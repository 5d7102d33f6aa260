//! Sensor reader abstraction over platform motion capabilities.

use crate::sensors::simulated::SimulatedSensorReader;
use crate::sensors::types::{Capability, ReadResult, SensorError};
use crate::storage::config::{SensorBackend, SensorSettings};

/// Trait for platform motion sensor access.
///
/// Every call queries the platform once and reflects its state at call time.
/// Implementations never retry and never cache values between calls.
pub trait SensorReader {
    /// Read the current accelerometer vector.
    fn read_accelerometer(&mut self) -> ReadResult;

    /// Read the current compass vector.
    fn read_compass(&mut self) -> ReadResult;

    /// Short human-readable backend name.
    fn name(&self) -> &str;

    /// Read one capability by kind.
    fn read(&mut self, capability: Capability) -> ReadResult {
        match capability {
            Capability::Accelerometer => self.read_accelerometer(),
            Capability::Compass => self.read_compass(),
        }
    }
}

/// Reader for platforms without any supported sensor binding.
#[derive(Debug, Default)]
pub struct UnsupportedSensorReader;

impl SensorReader for UnsupportedSensorReader {
    fn read_accelerometer(&mut self) -> ReadResult {
        Err(SensorError::Unavailable(Capability::Accelerometer))
    }

    fn read_compass(&mut self) -> ReadResult {
        Err(SensorError::Unavailable(Capability::Compass))
    }

    fn name(&self) -> &str {
        "unsupported"
    }
}

/// Build the sensor reader selected by the settings.
pub fn create_reader(settings: &SensorSettings) -> Box<dyn SensorReader> {
    match settings.backend {
        SensorBackend::Simulated => {
            tracing::info!("Using simulated motion sensors");
            Box::new(SimulatedSensorReader::new())
        }
        SensorBackend::Platform => platform_reader(settings),
    }
}

#[cfg(target_os = "linux")]
fn platform_reader(settings: &SensorSettings) -> Box<dyn SensorReader> {
    let reader = crate::sensors::iio::IioSensorReader::discover(&settings.iio_root);
    tracing::info!(
        "Using IIO sensors under {} (accelerometer: {}, compass: {})",
        settings.iio_root.display(),
        reader.has(Capability::Accelerometer),
        reader.has(Capability::Compass)
    );
    Box::new(reader)
}

#[cfg(not(target_os = "linux"))]
fn platform_reader(_settings: &SensorSettings) -> Box<dyn SensorReader> {
    tracing::info!("No motion sensor binding for this platform");
    Box::new(UnsupportedSensorReader)
}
##########
Only lines with the word "Using" belong in the answer; copy each of them from the material above.

Output for this exercise:
            tracing::info!("Using simulated motion sensors");
        "Using IIO sensors under {} (accelerometer: {}, compass: {})",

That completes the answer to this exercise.